> **WORK TO COMPLETE**
Scan the entries for lines with the word "move" and copy those lines.

Start of SUPPLIED RECORDS

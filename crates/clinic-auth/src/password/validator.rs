//! Password strength policy.

use clinic_core::config::auth::AuthConfig;
use clinic_core::error::AppError;

/// Enforces minimum length, character classes, and a zxcvbn score.
#[derive(Debug, Clone)]
pub struct PasswordValidator {
    min_length: usize,
    min_score: u8,
}

impl PasswordValidator {
    /// Create a validator from auth configuration.
    pub fn new(config: &AuthConfig) -> Self {
        Self {
            min_length: config.password_min_length,
            min_score: config.password_min_score.min(4),
        }
    }

    /// Validate `password`; `user_inputs` (email, name) lower the score
    /// when the password reuses them.
    ///
    /// Every failed rule is reported under the `password` field.
    pub fn validate(&self, password: &str, user_inputs: &[&str]) -> Result<(), AppError> {
        let mut problems = Vec::new();

        if password.chars().count() < self.min_length {
            problems.push(format!(
                "Password must be at least {} characters long",
                self.min_length
            ));
        }
        if !password.chars().any(|c| c.is_uppercase()) {
            problems.push("Password must contain an uppercase letter".to_string());
        }
        if !password.chars().any(|c| c.is_lowercase()) {
            problems.push("Password must contain a lowercase letter".to_string());
        }
        if !password.chars().any(|c| c.is_ascii_digit()) {
            problems.push("Password must contain a digit".to_string());
        }

        if problems.is_empty() {
            let estimate = zxcvbn::zxcvbn(password, user_inputs);
            if (estimate.score() as u8) < self.min_score {
                let hint = estimate
                    .feedback()
                    .and_then(|f| f.warning().map(|w| w.to_string()))
                    .unwrap_or_else(|| "Password is too easy to guess".to_string());
                problems.push(hint);
            }
        }

        match problems.first() {
            None => Ok(()),
            Some(first) => Err(AppError::validation(first.clone())
                .with_details(serde_json::json!({ "password": problems }))),
        }
    }
}

#[cfg(test)]
mod tests {
    use super::*;

    fn validator() -> PasswordValidator {
        PasswordValidator::new(&AuthConfig::default())
    }

    #[test]
    fn test_short_password_reports_every_rule() {
        let err = validator().validate("abc", &[]).unwrap_err();
        let problems = err.details.unwrap()["password"].as_array().unwrap().len();
        assert_eq!(problems, 3);
    }

    #[test]
    fn test_common_password_rejected_by_score() {
        assert!(validator().validate("Password1", &[]).is_err());
    }

    #[test]
    fn test_reusing_email_lowers_score() {
        let v = PasswordValidator {
            min_length: 8,
            min_score: 3,
        };
        assert!(v.validate("Ecekaya2004", &["ecekaya2004@uni.edu.tr"]).is_err());
    }

    #[test]
    fn test_strong_password_accepted() {
        assert!(validator().validate("Lavender-Quartz-Orbit-91", &[]).is_ok());
    }
}
//! WebSocket upgrade handler.

use axum::extract::ws::{Message, WebSocket};
use axum::extract::{Query, State, WebSocketUpgrade};
use axum::response::Response;
use futures::{SinkExt, StreamExt};
use serde::Deserialize;
use tokio::sync::mpsc;
use tracing::{debug, info, warn};

use clinic_core::error::AppError;
use clinic_realtime::{AuthenticatedConnection, InboundMessage, OutboundMessage, authenticate_socket};

use crate::state::AppState;

/// Query string of the upgrade request.
#[derive(Debug, Deserialize)]
pub struct WsQuery {
    /// JWT access token.
    pub token: Option<String>,
}

/// GET /ws?token={jwt}
pub async fn ws_upgrade(
    State(state): State<AppState>,
    ws: WebSocketUpgrade,
    Query(query): Query<WsQuery>,
) -> Result<Response, AppError> {
    let auth = authenticate_socket(&state.jwt_decoder, query.token.as_deref()).await?;

    Ok(ws.on_upgrade(move |socket| handle_connection(state, auth, socket)))
}

/// Reply to one client frame, if it warrants one.
fn reply_to(text: &str) -> Option<OutboundMessage> {
    match serde_json::from_str::<InboundMessage>(text) {
        Ok(InboundMessage::Ping { timestamp }) => Some(OutboundMessage::Pong { timestamp }),
        Err(e) => Some(OutboundMessage::Error {
            code: "INVALID_MESSAGE".to_string(),
            message: format!("Unrecognised message: {e}"),
        }),
    }
}

async fn handle_connection(state: AppState, auth: AuthenticatedConnection, socket: WebSocket) {
    let (mut ws_tx, mut ws_rx) = socket.split();
    let mut subscription = state.realtime.connect(auth.user_id, auth.role).await;

    info!(user_id = %auth.user_id, role = %auth.role, "WebSocket connection established");

    let hello = OutboundMessage::Connected {
        user_id: auth.user_id,
        channels: subscription.channels.clone(),
    };
    if ws_tx.send(Message::Text(hello.to_json().into())).await.is_err() {
        return;
    }

    let (reply_tx, mut reply_rx) = mpsc::channel::<OutboundMessage>(16);

    let outbound = tokio::spawn(async move {
        loop {
            let msg = tokio::select! {
                Some(msg) = subscription.recv() => msg,
                Some(msg) = reply_rx.recv() => msg,
                else => break,
            };
            if ws_tx.send(Message::Text(msg.to_json().into())).await.is_err() {
                break;
            }
        }
    });

    while let Some(result) = ws_rx.next().await {
        match result {
            Ok(Message::Text(text)) => {
                if let Some(reply) = reply_to(text.as_str()) {
                    if reply_tx.send(reply).await.is_err() {
                        break;
                    }
                }
            }
            Ok(Message::Close(_)) => break,
            Ok(_) => {}
            Err(e) => {
                warn!(user_id = %auth.user_id, error = %e, "WebSocket error");
                break;
            }
        }
    }

    outbound.abort();
    let pruned = state.realtime.prune().await;
    debug!(pruned, "Pruned idle realtime channels");
    info!(user_id = %auth.user_id, "WebSocket connection closed");
}

#[cfg(test)]
mod tests {
    use super::*;

    #[test]
    fn test_ping_gets_pong() {
        match reply_to(r#"{"type":"ping","timestamp":42}"#) {
            Some(OutboundMessage::Pong { timestamp }) => assert_eq!(timestamp, 42),
            other => panic!("unexpected reply: {other:?}"),
        }
    }

    #[test]
    fn test_garbage_gets_error() {
        assert!(matches!(
            reply_to("hello"),
            Some(OutboundMessage::Error { .. })
        ));
    }
}
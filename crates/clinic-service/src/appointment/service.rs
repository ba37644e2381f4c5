//! Appointment booking, lookup, and status transitions.

use std::collections::HashMap;
use std::sync::Arc;

use chrono::{NaiveDate, NaiveTime, Utc};
use serde::{Deserialize, Serialize};
use serde_json::json;
use tracing::{info, warn};
use uuid::Uuid;

use clinic_core::error::{AppError, codes};
use clinic_core::events::{AppointmentEvent, DomainEvent, EventPayload};
use clinic_core::traits::EventPublisher;
use clinic_core::types::pagination::{PageRequest, PageResponse};
use clinic_database::repositories::{AppointmentFilter, AppointmentRepository, HolidayRepository, UserRepository};
use clinic_entity::appointment::message::doctor_assignment_message;
use clinic_entity::appointment::{
    Appointment, AppointmentAction, AppointmentDetail, AppointmentPriority, AppointmentStatus,
    AppointmentType, AvailableAction, CreateAppointment, MessageData, StatusChange,
    authorize_action, available_actions, notification_message,
};
use clinic_entity::notification::NotificationCategory;
use clinic_entity::setting::keys;
use clinic_entity::user::{User, UserRole};

use super::booking;
use super::workflow::{self, ActionInput};
use crate::context::RequestContext;
use crate::notification::{NotificationDispatcher, OutgoingNotification};
use crate::setting::SettingsService;

const DEFAULT_MAX_OPEN: i64 = 3;

/// Data for booking an appointment.
#[derive(Debug, Clone, Serialize, Deserialize)]
pub struct CreateAppointmentRequest {
    pub appointment_date: NaiveDate,
    pub appointment_time: NaiveTime,
    pub priority: Option<AppointmentPriority>,
    pub appointment_type: Option<AppointmentType>,
    pub reason: String,
}

/// Optional list filters; the caller's role narrows them further.
#[derive(Debug, Clone, Default, Serialize, Deserialize)]
pub struct AppointmentListQuery {
    pub status: Option<AppointmentStatus>,
    pub date_from: Option<NaiveDate>,
    pub date_to: Option<NaiveDate>,
    pub patient_id: Option<Uuid>,
    pub doctor_id: Option<Uuid>,
}

/// Orchestrates the appointment workflow.
#[derive(Debug, Clone)]
pub struct AppointmentService {
    appointment_repo: Arc<AppointmentRepository>,
    user_repo: Arc<UserRepository>,
    holiday_repo: Arc<HolidayRepository>,
    settings: Arc<SettingsService>,
    dispatcher: Arc<NotificationDispatcher>,
    events: Arc<dyn EventPublisher>,
}

/// Restrict a list query to what `ctx` may see.
fn scoped_filter(ctx: &RequestContext, query: AppointmentListQuery) -> AppointmentFilter {
    let mut filter = AppointmentFilter {
        patient_id: query.patient_id,
        doctor_id: query.doctor_id,
        status: query.status,
        date_from: query.date_from,
        date_to: query.date_to,
    };
    match ctx.role {
        UserRole::Student | UserRole::AcademicStaff => filter.patient_id = Some(ctx.user_id),
        UserRole::Doctor => filter.doctor_id = Some(ctx.user_id),
        UserRole::ClinicalStaff | UserRole::Admin | UserRole::Superadmin => {}
    }
    filter
}

impl AppointmentService {
    /// Creates a new appointment service.
    pub fn new(
        appointment_repo: Arc<AppointmentRepository>,
        user_repo: Arc<UserRepository>,
        holiday_repo: Arc<HolidayRepository>,
        settings: Arc<SettingsService>,
        dispatcher: Arc<NotificationDispatcher>,
        events: Arc<dyn EventPublisher>,
    ) -> Self {
        Self {
            appointment_repo,
            user_repo,
            holiday_repo,
            settings,
            dispatcher,
            events,
        }
    }

    /// Book an appointment for the calling patient. It starts `pending`.
    pub async fn create(
        &self,
        ctx: &RequestContext,
        req: CreateAppointmentRequest,
    ) -> Result<AppointmentDetail, AppError> {
        booking::ensure_patient(ctx)?;
        let patient = self.load_user(ctx.user_id).await?;
        booking::ensure_verified(&patient)?;

        let reason = booking::validate_request(&req, Utc::now().date_naive())?;
        self.ensure_bookable(req.appointment_date, "appointment_date")
            .await?;

        let max_open = self
            .settings
            .get_i64(keys::MAX_PENDING_PER_PATIENT, DEFAULT_MAX_OPEN)
            .await?;
        let open = self
            .appointment_repo
            .count_open_for_patient(ctx.user_id)
            .await?;
        booking::ensure_below_open_limit(open, max_open)?;

        let appointment = self
            .appointment_repo
            .create(&CreateAppointment {
                patient_id: ctx.user_id,
                appointment_date: req.appointment_date,
                appointment_time: req.appointment_time,
                priority: req.priority.unwrap_or_default(),
                appointment_type: req.appointment_type.unwrap_or_default(),
                reason: reason.to_string(),
            })
            .await?;

        info!(
            appointment_id = %appointment.id,
            patient_id = %ctx.user_id,
            date = %appointment.appointment_date,
            "Appointment requested"
        );

        self.events
            .publish(DomainEvent::new(
                Some(ctx.user_id),
                EventPayload::Appointment(AppointmentEvent::Created {
                    appointment_id: appointment.id,
                    patient_id: appointment.patient_id,
                }),
            ))
            .await;

        let data = MessageData {
            date: Some(appointment.appointment_date.format("%Y-%m-%d").to_string()),
            time: Some(appointment.appointment_time.format("%H:%M").to_string()),
            ..Default::default()
        };
        self.notify(
            &appointment,
            appointment.patient_id,
            notification_message(AppointmentStatus::Pending, &data),
        )
        .await;

        self.detail(ctx, appointment).await
    }

    /// List appointments visible to the caller.
    pub async fn list(
        &self,
        ctx: &RequestContext,
        query: AppointmentListQuery,
        page: PageRequest,
    ) -> Result<PageResponse<Appointment>, AppError> {
        self.appointment_repo
            .find_all(&scoped_filter(ctx, query), &page)
            .await
    }

    /// One appointment with participants and the caller's actions.
    pub async fn get(&self, ctx: &RequestContext, id: Uuid) -> Result<AppointmentDetail, AppError> {
        let appointment = self.load_visible(ctx, id).await?;
        self.detail(ctx, appointment).await
    }

    /// Actions the caller may take on appointment `id` right now.
    pub async fn actions(
        &self,
        ctx: &RequestContext,
        id: Uuid,
    ) -> Result<Vec<AvailableAction>, AppError> {
        let appointment = self.load_visible(ctx, id).await?;
        Ok(available_actions(appointment.status, ctx.role))
    }

    /// Perform a workflow action and return the updated appointment.
    pub async fn perform_action(
        &self,
        ctx: &RequestContext,
        id: Uuid,
        action: AppointmentAction,
        input: ActionInput,
    ) -> Result<AppointmentDetail, AppError> {
        let appointment = self.load(id).await?;

        let next = authorize_action(appointment.status, ctx.role, action)?;
        workflow::ensure_assigned_doctor(ctx, &appointment)?;
        workflow::validate_input(action, &input, Utc::now().date_naive())?;

        let doctor = match (action.requires_doctor(), input.doctor_id) {
            (true, Some(doctor_id)) => Some(self.load_assignable_doctor(&appointment, doctor_id).await?),
            _ => None,
        };
        if let (true, Some(date)) = (action.requires_new_slot(), input.new_date) {
            self.ensure_bookable(date, "new_date").await?;
        }

        let change = workflow::status_change(&appointment, action, next, ctx.user_id, &input);
        let updated =
            booking::require_applied(self.appointment_repo.apply_status_change(id, &change).await?)?;

        info!(
            appointment_id = %id,
            actor_id = %ctx.user_id,
            action = %action,
            from = %change.from_status,
            to = %change.to_status,
            "Appointment status changed"
        );

        self.events
            .publish(DomainEvent::new(
                Some(ctx.user_id),
                EventPayload::Appointment(AppointmentEvent::StatusChanged {
                    appointment_id: id,
                    patient_id: updated.patient_id,
                    doctor_id: updated.doctor_id,
                    action: action.to_string(),
                    from_status: change.from_status.to_string(),
                    to_status: change.to_status.to_string(),
                }),
            ))
            .await;

        self.notify_status_change(&appointment, &updated, &change, doctor.as_ref())
            .await;

        self.detail(ctx, updated).await
    }

    async fn notify_status_change(
        &self,
        before: &Appointment,
        after: &Appointment,
        change: &StatusChange,
        new_doctor: Option<&User>,
    ) {
        let doctor_name = match (new_doctor, after.doctor_id) {
            (Some(doctor), _) => Some(doctor.full_name.clone()),
            (None, Some(doctor_id)) => self
                .user_repo
                .find_by_id(doctor_id)
                .await
                .ok()
                .flatten()
                .map(|d| d.full_name),
            (None, None) => None,
        };

        let data = workflow::message_data(before, change, doctor_name);
        self.notify(
            after,
            after.patient_id,
            notification_message(change.to_status, &data),
        )
        .await;

        if let Some(doctor) = new_doctor {
            let patient_name = match self.user_repo.find_by_id(after.patient_id).await {
                Ok(Some(patient)) => patient.full_name,
                _ => "a patient".to_string(),
            };
            self.notify(
                after,
                doctor.id,
                doctor_assignment_message(&patient_name, &data),
            )
            .await;
        }
    }

    /// Queue a notification; failures are logged, never returned.
    async fn notify(
        &self,
        appointment: &Appointment,
        user_id: Uuid,
        message: clinic_entity::appointment::NotificationMessage,
    ) {
        let outgoing = OutgoingNotification {
            user_id,
            category: NotificationCategory::Appointment,
            message,
            context: json!({
                "appointment_id": appointment.id,
                "status": appointment.status,
            }),
        };
        if let Err(e) = self.dispatcher.dispatch(&outgoing).await {
            warn!(
                appointment_id = %appointment.id,
                user_id = %user_id,
                error = %e,
                "Failed to queue appointment notification"
            );
        }
    }

    async fn ensure_bookable(&self, date: NaiveDate, field: &str) -> Result<(), AppError> {
        let enabled = self
            .settings
            .get_bool(keys::BLOCK_ON_HOLIDAYS, true)
            .await?;
        let blocking = if enabled {
            self.holiday_repo.find_blocking_on(date).await?
        } else {
            Vec::new()
        };
        booking::ensure_date_open(enabled, date, field, &blocking)
    }

    async fn load_assignable_doctor(
        &self,
        appointment: &Appointment,
        doctor_id: Uuid,
    ) -> Result<User, AppError> {
        if appointment.doctor_id == Some(doctor_id) {
            return Err(AppError::invalid_field(
                "doctor_id",
                "The appointment is already assigned to this doctor",
            ));
        }
        match self.user_repo.find_by_id(doctor_id).await? {
            Some(user) if user.is_available_doctor() => Ok(user),
            _ => Err(AppError::invalid_field(
                "doctor_id",
                "The selected user is not an active doctor",
            )),
        }
    }

    async fn load(&self, id: Uuid) -> Result<Appointment, AppError> {
        self.appointment_repo
            .find_by_id(id)
            .await?
            .ok_or_else(|| AppError::not_found(format!("Appointment {id} not found")))
    }

    async fn load_visible(&self, ctx: &RequestContext, id: Uuid) -> Result<Appointment, AppError> {
        let appointment = self.load(id).await?;
        if workflow::can_view(ctx, &appointment) {
            Ok(appointment)
        } else {
            Err(AppError::forbidden(
                codes::NOT_RESOURCE_OWNER,
                "You do not have access to this appointment",
            ))
        }
    }

    async fn load_user(&self, id: Uuid) -> Result<User, AppError> {
        self.user_repo
            .find_by_id(id)
            .await?
            .ok_or_else(|| AppError::not_found("User not found"))
    }

    async fn detail(
        &self,
        ctx: &RequestContext,
        appointment: Appointment,
    ) -> Result<AppointmentDetail, AppError> {
        let ids: Vec<Uuid> = std::iter::once(appointment.patient_id)
            .chain(appointment.doctor_id)
            .collect();
        let users: HashMap<Uuid, User> = self
            .user_repo
            .find_by_ids(&ids)
            .await?
            .into_iter()
            .map(|u| (u.id, u))
            .collect();

        let actions = if workflow::ensure_assigned_doctor(ctx, &appointment).is_ok() {
            available_actions(appointment.status, ctx.role)
        } else {
            Vec::new()
        };

        Ok(AppointmentDetail {
            patient: users.get(&appointment.patient_id).map(User::summary),
            doctor: appointment
                .doctor_id
                .and_then(|id| users.get(&id))
                .map(User::summary),
            available_actions: actions,
            appointment,
        })
    }
}

#[cfg(test)]
mod tests {
    use super::*;

    #[test]
    fn test_patient_filter_is_forced_to_self() {
        let ctx = RequestContext::new(Uuid::new_v4(), UserRole::Student, "s@uni.edu.tr".into());
        let query = AppointmentListQuery {
            patient_id: Some(Uuid::new_v4()),
            ..Default::default()
        };
        assert_eq!(scoped_filter(&ctx, query).patient_id, Some(ctx.user_id));
    }

    #[test]
    fn test_doctor_filter_is_forced_to_self() {
        let ctx = RequestContext::new(Uuid::new_v4(), UserRole::Doctor, "d@uni.edu.tr".into());
        let filter = scoped_filter(&ctx, AppointmentListQuery::default());
        assert_eq!(filter.doctor_id, Some(ctx.user_id));
        assert!(filter.patient_id.is_none());
    }

    #[test]
    fn test_staff_filter_passes_through() {
        let ctx = RequestContext::new(Uuid::new_v4(), UserRole::ClinicalStaff, "c@uni.edu.tr".into());
        let query = AppointmentListQuery {
            status: Some(AppointmentStatus::Pending),
            ..Default::default()
        };
        let filter = scoped_filter(&ctx, query);
        assert_eq!(filter.status, Some(AppointmentStatus::Pending));
        assert!(filter.patient_id.is_none() && filter.doctor_id.is_none());
    }
}
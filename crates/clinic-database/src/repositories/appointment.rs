//! Appointment repository implementation.

use chrono::NaiveDate;
use sqlx::PgPool;
use uuid::Uuid;

use clinic_core::error::{AppError, ErrorKind};
use clinic_core::result::AppResult;
use clinic_core::types::pagination::{PageRequest, PageResponse};
use clinic_entity::appointment::{Appointment, AppointmentStatus, CreateAppointment, StatusChange};

/// Optional filters for listing appointments.
#[derive(Debug, Clone, Default)]
pub struct AppointmentFilter {
    /// Only this patient's appointments.
    pub patient_id: Option<Uuid>,
    /// Only this doctor's appointments.
    pub doctor_id: Option<Uuid>,
    /// Only appointments in this status.
    pub status: Option<AppointmentStatus>,
    /// Earliest appointment date (inclusive).
    pub date_from: Option<NaiveDate>,
    /// Latest appointment date (inclusive).
    pub date_to: Option<NaiveDate>,
}

const FILTER_CLAUSE: &str = "($1::uuid IS NULL OR patient_id = $1) \
     AND ($2::uuid IS NULL OR doctor_id = $2) \
     AND ($3::appointment_status IS NULL OR status = $3) \
     AND ($4::date IS NULL OR appointment_date >= $4) \
     AND ($5::date IS NULL OR appointment_date <= $5)";

/// Repository for appointments and their status changes.
#[derive(Debug, Clone)]
pub struct AppointmentRepository {
    pool: PgPool,
}

impl AppointmentRepository {
    /// Create a new appointment repository.
    pub fn new(pool: PgPool) -> Self {
        Self { pool }
    }

    /// Find an appointment by ID.
    pub async fn find_by_id(&self, id: Uuid) -> AppResult<Option<Appointment>> {
        sqlx::query_as::<_, Appointment>("SELECT * FROM appointments WHERE id = $1")
            .bind(id)
            .fetch_optional(&self.pool)
            .await
            .map_err(|e| {
                AppError::with_source(ErrorKind::Database, "Failed to find appointment", e)
            })
    }

    /// List appointments matching `filter`, most urgent and soonest first.
    pub async fn find_all(
        &self,
        filter: &AppointmentFilter,
        page: &PageRequest,
    ) -> AppResult<PageResponse<Appointment>> {
        let total: i64 = sqlx::query_scalar(&format!(
            "SELECT COUNT(*) FROM appointments WHERE {FILTER_CLAUSE}"
        ))
        .bind(filter.patient_id)
        .bind(filter.doctor_id)
        .bind(filter.status)
        .bind(filter.date_from)
        .bind(filter.date_to)
        .fetch_one(&self.pool)
        .await
        .map_err(|e| AppError::with_source(ErrorKind::Database, "Failed to count appointments", e))?;

        let items = sqlx::query_as::<_, Appointment>(&format!(
            "SELECT * FROM appointments WHERE {FILTER_CLAUSE} \
             ORDER BY priority DESC, appointment_date ASC, appointment_time ASC \
             LIMIT $6 OFFSET $7"
        ))
        .bind(filter.patient_id)
        .bind(filter.doctor_id)
        .bind(filter.status)
        .bind(filter.date_from)
        .bind(filter.date_to)
        .bind(page.limit())
        .bind(page.offset())
        .fetch_all(&self.pool)
        .await
        .map_err(|e| AppError::with_source(ErrorKind::Database, "Failed to list appointments", e))?;

        Ok(PageResponse::new(items, *page, total as u64))
    }

    /// Insert a new appointment in `pending`.
    pub async fn create(&self, data: &CreateAppointment) -> AppResult<Appointment> {
        sqlx::query_as::<_, Appointment>(
            "INSERT INTO appointments (patient_id, appointment_date, appointment_time, priority, \
             appointment_type, reason) VALUES ($1, $2, $3, $4, $5, $6) RETURNING *",
        )
        .bind(data.patient_id)
        .bind(data.appointment_date)
        .bind(data.appointment_time)
        .bind(data.priority)
        .bind(data.appointment_type)
        .bind(&data.reason)
        .fetch_one(&self.pool)
        .await
        .map_err(|e| AppError::with_source(ErrorKind::Database, "Failed to create appointment", e))
    }

    /// Persist a status change.
    ///
    /// The update only applies while the row is still in
    /// `change.from_status`; `None` means another request got there first.
    /// The `*_at` column matching the target status is stamped.
    pub async fn apply_status_change(
        &self,
        id: Uuid,
        change: &StatusChange,
    ) -> AppResult<Option<Appointment>> {
        sqlx::query_as::<_, Appointment>(
            "UPDATE appointments SET \
                status = $2, \
                doctor_id = COALESCE($4, doctor_id), \
                appointment_date = COALESCE($6, appointment_date), \
                appointment_time = COALESCE($7, appointment_time), \
                notes = COALESCE($8, notes), \
                rejection_reason = CASE WHEN $2 = 'rejected' THEN $5 ELSE rejection_reason END, \
                cancellation_reason = CASE WHEN $2 = 'cancelled' THEN $5 ELSE cancellation_reason END, \
                reviewed_by = CASE WHEN $2 = 'under_review' THEN $3 ELSE reviewed_by END, \
                reviewed_at = CASE WHEN $2 = 'under_review' THEN NOW() ELSE reviewed_at END, \
                assigned_by = CASE WHEN $2 = 'assigned' THEN $3 ELSE assigned_by END, \
                assigned_at = CASE WHEN $2 = 'assigned' THEN NOW() ELSE assigned_at END, \
                confirmed_at = CASE WHEN $2 = 'confirmed' THEN NOW() ELSE confirmed_at END, \
                rescheduled_at = CASE WHEN $2 = 'rescheduled' THEN NOW() ELSE rescheduled_at END, \
                completed_at = CASE WHEN $2 = 'completed' THEN NOW() ELSE completed_at END, \
                cancelled_at = CASE WHEN $2 = 'cancelled' THEN NOW() ELSE cancelled_at END, \
                rejected_at = CASE WHEN $2 = 'rejected' THEN NOW() ELSE rejected_at END, \
                updated_at = NOW() \
             WHERE id = $1 AND status = $9 \
             RETURNING *",
        )
        .bind(id)
        .bind(change.to_status)
        .bind(change.actor_id)
        .bind(change.doctor_id)
        .bind(&change.reason)
        .bind(change.new_date)
        .bind(change.new_time)
        .bind(&change.notes)
        .bind(change.from_status)
        .fetch_optional(&self.pool)
        .await
        .map_err(|e| {
            AppError::with_source(ErrorKind::Database, "Failed to update appointment status", e)
        })
    }

    /// Count appointments per status, optionally scoped to a patient or doctor.
    pub async fn count_by_status(
        &self,
        patient_id: Option<Uuid>,
        doctor_id: Option<Uuid>,
    ) -> AppResult<Vec<(AppointmentStatus, i64)>> {
        sqlx::query_as::<_, (AppointmentStatus, i64)>(
            "SELECT status, COUNT(*) FROM appointments \
             WHERE ($1::uuid IS NULL OR patient_id = $1) AND ($2::uuid IS NULL OR doctor_id = $2) \
             GROUP BY status ORDER BY status",
        )
        .bind(patient_id)
        .bind(doctor_id)
        .fetch_all(&self.pool)
        .await
        .map_err(|e| AppError::with_source(ErrorKind::Database, "Failed to count appointments", e))
    }

    /// Number of non-terminal appointments a patient currently has.
    pub async fn count_open_for_patient(&self, patient_id: Uuid) -> AppResult<i64> {
        sqlx::query_scalar(
            "SELECT COUNT(*) FROM appointments WHERE patient_id = $1 \
             AND status NOT IN ('rejected', 'completed', 'cancelled')",
        )
        .bind(patient_id)
        .fetch_one(&self.pool)
        .await
        .map_err(|e| AppError::with_source(ErrorKind::Database, "Failed to count appointments", e))
    }
}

End of SUPPLIED RECORDS

> **OUTPUT BELOW**
    Ok(ws.on_upgrade(move |socket| handle_connection(state, auth, socket)))
    let outbound = tokio::spawn(async move {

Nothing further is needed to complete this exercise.